Лена знала, как вести хозяйство, как нужно ухаживать за садом. И особенно то, для чего нужен сад в хозяйстве большой семьи. В углу погреба пылился любимец хозяина: могучий инкубатор — машина, которая колдовским манером превращала яйца в цыплят. Он был объектом кратковременного интереса Ээту, но после пары попыток цыплятам пришлось отправиться в лучший мир, а инкубатору вздремнуть в углу. Там он притулился, как будто ждал новой жизни в виде экспоната музея, носящего имя Эдуарда Успенского — музея, который когда-нибудь, совершенно очевидно, будет создан.

Толя уже записался в музейные смотрители. Там инкубатор сможет выступать хотя бы как таинственный агрегат для вынашивания идей книг Эдуарда.

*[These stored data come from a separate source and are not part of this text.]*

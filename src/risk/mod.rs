//! Confidence tiers and manual-review routing.

use crate::constants::{HIGH_TIER_THRESHOLD, MEDIUM_TIER_THRESHOLD, MIN_ACCEPTANCE_THRESHOLD};
use crate::model::RiskTier;

/// Step-function thresholds over the final similarity score.
#[derive(Debug, Clone, Copy, PartialEq)]
pub struct RiskPolicy {
    /// Scores at or above this are `High`.
    pub high_threshold: f32,
    /// Scores at or above this (and below `high_threshold`) are `Medium`.
    pub medium_threshold: f32,
    /// Scores below this are routed to a pharmacist regardless of tier.
    pub min_acceptance: f32,
}

impl Default for RiskPolicy {
    fn default() -> Self {
        Self {
            high_threshold: HIGH_TIER_THRESHOLD,
            medium_threshold: MEDIUM_TIER_THRESHOLD,
            min_acceptance: MIN_ACCEPTANCE_THRESHOLD,
        }
    }
}

#[derive(Debug, Clone, Copy, PartialEq, Eq)]
pub struct RiskAssessment {
    pub tier: RiskTier,
    pub manual_review_required: bool,
}

impl RiskPolicy {
    /// Maps a score to a tier. Never fails; a NaN score is `Low` and reviewed.
    pub fn classify(&self, score: f32) -> RiskAssessment {
        let tier = if score >= self.high_threshold {
            RiskTier::High
        } else if score >= self.medium_threshold {
            RiskTier::Medium
        } else {
            RiskTier::Low
        };

        let manual_review_required =
            tier == RiskTier::Low || score.is_nan() || score < self.min_acceptance;

        RiskAssessment {
            tier,
            manual_review_required,
        }
    }
}

/// Classifies with the default thresholds.
pub fn classify(score: f32) -> RiskAssessment {
    RiskPolicy::default().classify(score)
}
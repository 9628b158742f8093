use std::fmt;

use serde::{Deserialize, Serialize};

use super::{ExtractedMention, MedicineRecord};
use crate::guardrail::GuardrailError;

/// Discrete confidence tier derived from the final similarity score.
#[derive(Debug, Clone, Copy, PartialEq, Eq, Hash, Serialize, Deserialize)]
pub enum RiskTier {
    High,
    Medium,
    Low,
}

impl RiskTier {
    pub fn as_str(&self) -> &'static str {
        match self {
            RiskTier::High => "High",
            RiskTier::Medium => "Medium",
            RiskTier::Low => "Low",
        }
    }
}

impl fmt::Display for RiskTier {
    fn fmt(&self, f: &mut fmt::Formatter<'_>) -> fmt::Result {
        f.write_str(self.as_str())
    }
}

/// Grounded outcome for one mention.
///
/// Fields are private so a result cannot be edited after the guardrails ran;
/// in particular the output strength is always read from `matched_record`.
#[derive(Debug, Clone, PartialEq)]
pub struct MatchResult {
    extracted: ExtractedMention,
    matched_record: MedicineRecord,
    final_similarity_score: f32,
    risk_classification: RiskTier,
    clinical_risk_tier: RiskTier,
    manual_review_required: bool,
    combination_locked: bool,
    guardrail_logs: Vec<String>,
}

impl MatchResult {
    pub(crate) fn new(
        extracted: ExtractedMention,
        matched_record: MedicineRecord,
        final_similarity_score: f32,
        tier: RiskTier,
        manual_review_required: bool,
        combination_locked: bool,
        guardrail_logs: Vec<String>,
    ) -> Self {
        Self {
            extracted,
            matched_record,
            final_similarity_score,
            risk_classification: tier,
            clinical_risk_tier: tier,
            manual_review_required,
            combination_locked,
            guardrail_logs,
        }
    }

    pub fn extracted(&self) -> &ExtractedMention {
        &self.extracted
    }

    pub fn matched_record(&self) -> &MedicineRecord {
        &self.matched_record
    }

    /// Output strength. Always the ground-truth value.
    pub fn strength(&self) -> &str {
        &self.matched_record.official_strength
    }

    pub fn final_similarity_score(&self) -> f32 {
        self.final_similarity_score
    }

    pub fn risk_classification(&self) -> RiskTier {
        self.risk_classification
    }

    pub fn clinical_risk_tier(&self) -> RiskTier {
        self.clinical_risk_tier
    }

    pub fn manual_review_required(&self) -> bool {
        self.manual_review_required
    }

    pub fn is_combination_locked(&self) -> bool {
        self.combination_locked
    }

    pub fn guardrail_logs(&self) -> &[String] {
        &self.guardrail_logs
    }

    /// Active-ingredient breakdown for downstream consumers.
    ///
    /// Combination products are dispensed as one indivisible entity, so a
    /// locked result refuses the request.
    pub fn component_breakdown(&self) -> Result<Vec<String>, GuardrailError> {
        if self.combination_locked {
            return Err(GuardrailError::CombinationLocked {
                record_id: self.matched_record.id.clone(),
            });
        }

        Ok(vec![self.matched_record.generic_name.clone()])
    }
}
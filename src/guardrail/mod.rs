//! Deterministic guardrail rules around retrieval.
//!
//! - [`apply_pre_match`] separates brand variants from doses before the query.
//! - [`apply_post_match`] locks combination products, penalizes form and
//!   variant disagreement, and injects the official strength.
//!
//! Every rule is a pure function of its inputs.

mod error;
mod post_match;
mod pre_match;


pub use error::GuardrailError;
pub use post_match::{
    POST_MATCH_RULES, PostMatchOutcome, PostMatchPolicy, PostMatchRule, PostMatchState,
    apply_post_match, combination_lock, form_penalty, strength_injection, variant_penalty,
};
pub use pre_match::apply_pre_match;
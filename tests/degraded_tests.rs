//! Behavior when the vector index is unreachable.

mod common;

use std::time::Duration;

use medguard::{
    ExtractedMention, GuardrailRule, InMemoryGroundTruth, IndexFault, ProcessRequest,
    RetrievalConfig, RiskTier,
};

use common::fixtures::{AMOXICLAV_625, record, scored_index};
use common::harness::{HarnessConfig, build};

fn degraded_message() -> String {
    GuardrailRule::DegradedRetrieval.message().to_string()
}

fn amoxiclav() -> Vec<ExtractedMention> {
    vec![ExtractedMention::new("Amoxiclav 625 Tab", "Amoxiclav 625").with_form("Tab")]
}

#[tokio::test]
async fn test_offline_index_falls_back_to_local_match() {
    let index = scored_index();
    index.set_fault(Some(IndexFault::Unavailable));
    let harness = build(HarnessConfig {
        mentions: amoxiclav(),
        index,
        ..HarnessConfig::default()
    });

    let response = harness
        .pipeline
        .process(&ProcessRequest::from_text("Amoxiclav 625 Tab"))
        .await
        .expect("Degraded mode should still answer");

    assert_eq!(harness.index.query_count(), 1);
    assert!(response.guardrail_logs.contains(&degraded_message()));

    let medicine = &response.medicines[0];
    assert!(medicine.guardrail_logs.contains(&degraded_message()));
    let matched = medicine.matched_medicine.as_ref().unwrap();
    assert_eq!(matched.id, AMOXICLAV_625);
    assert_eq!(matched.official_strength, "500 mg + 125 mg");
    assert!((matched.final_similarity_score - 0.90).abs() < 1e-6);
    assert_eq!(matched.clinical_risk_tier, RiskTier::High);
}

#[tokio::test]
async fn test_hanging_index_is_bounded_by_timeout() {
    let index = scored_index();
    index.set_fault(Some(IndexFault::Hang));
    let harness = build(HarnessConfig {
        mentions: amoxiclav(),
        index,
        retrieval: RetrievalConfig {
            timeout: Duration::from_millis(50),
            ..RetrievalConfig::default()
        },
        ..HarnessConfig::default()
    });

    let response = tokio::time::timeout(
        Duration::from_secs(5),
        harness
            .pipeline
            .process(&ProcessRequest::from_text("Amoxiclav 625 Tab")),
    )
    .await
    .expect("Pipeline must not hang")
    .unwrap();

    assert!(response.guardrail_logs.contains(&degraded_message()));
    let matched = response.medicines[0].matched_medicine.as_ref().unwrap();
    assert_eq!(matched.id, AMOXICLAV_625);
}

#[tokio::test]
async fn test_healthy_index_does_not_degrade() {
    let harness = build(HarnessConfig {
        mentions: amoxiclav(),
        ..HarnessConfig::default()
    });

    let response = harness
        .pipeline
        .process(&ProcessRequest::from_text("Amoxiclav 625 Tab"))
        .await
        .unwrap();

    assert!(!response.guardrail_logs.contains(&degraded_message()));
}

#[tokio::test]
async fn test_offline_index_grounds_exact_variant_among_many_siblings() {
    let mut records: Vec<_> = (0..12)
        .map(|i| {
            record(
                &format!("a-{i:02}"),
                &format!("Amoxiclav {}", 100 + i),
                "amoxicillin + clavulanic acid",
                "100 mg",
                "Tablet",
                true,
            )
        })
        .collect();
    records.push(record(
        "z-625",
        "Amoxiclav 625",
        "amoxicillin + clavulanic acid",
        "500 mg + 125 mg",
        "Tablet",
        true,
    ));

    let index = scored_index();
    index.set_fault(Some(IndexFault::Unavailable));
    let harness = build(HarnessConfig {
        mentions: vec![ExtractedMention::new("Amoxiclav 625", "Amoxiclav 625")],
        index,
        store: InMemoryGroundTruth::new(records),
        ..HarnessConfig::default()
    });

    let response = harness
        .pipeline
        .process(&ProcessRequest::from_text("Amoxiclav 625"))
        .await
        .unwrap();

    let matched = response.medicines[0].matched_medicine.as_ref().unwrap();
    assert_eq!(matched.id, "z-625");
    assert_eq!(matched.official_strength, "500 mg + 125 mg");
    assert!(!matched.manual_review_required);
}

Стол был длинным, и сидели за ним долго, часто все, кто только в доме находился. Людей хватало. Когда трапеза закончивалась, животные получали то, что оставалось; Леня выносил во двор в ведре объедки. Большая семья была словно маленькая фабрика, так как казалось, что хозяйство Эдуарда содержало и кормило часть местного населения. В работе нуждались в этом краю почти все.

Еще я помню в Рузе старуху, к которой меня привели. Дело было в йогурте, который женщина готовила; она отвела под баночки и оборудование кухню и половину жилой комнаты. По квартире ходили кошки и собаки, гигиена, похоже, отсутствовала, санитарный инспектор из ЕС, случись ему забрести в эти места, рухнул бы в обморок и был бы унесен, а потом приведен в чувство водкой. Но йогурт был хороший, творог отличный, такого вкуса у промышленных йогуртов, не говоря уже о творогах, никогда не найти. И я не заболел, хотя уминал творог ложками каждое утро. Время чудес не прошло.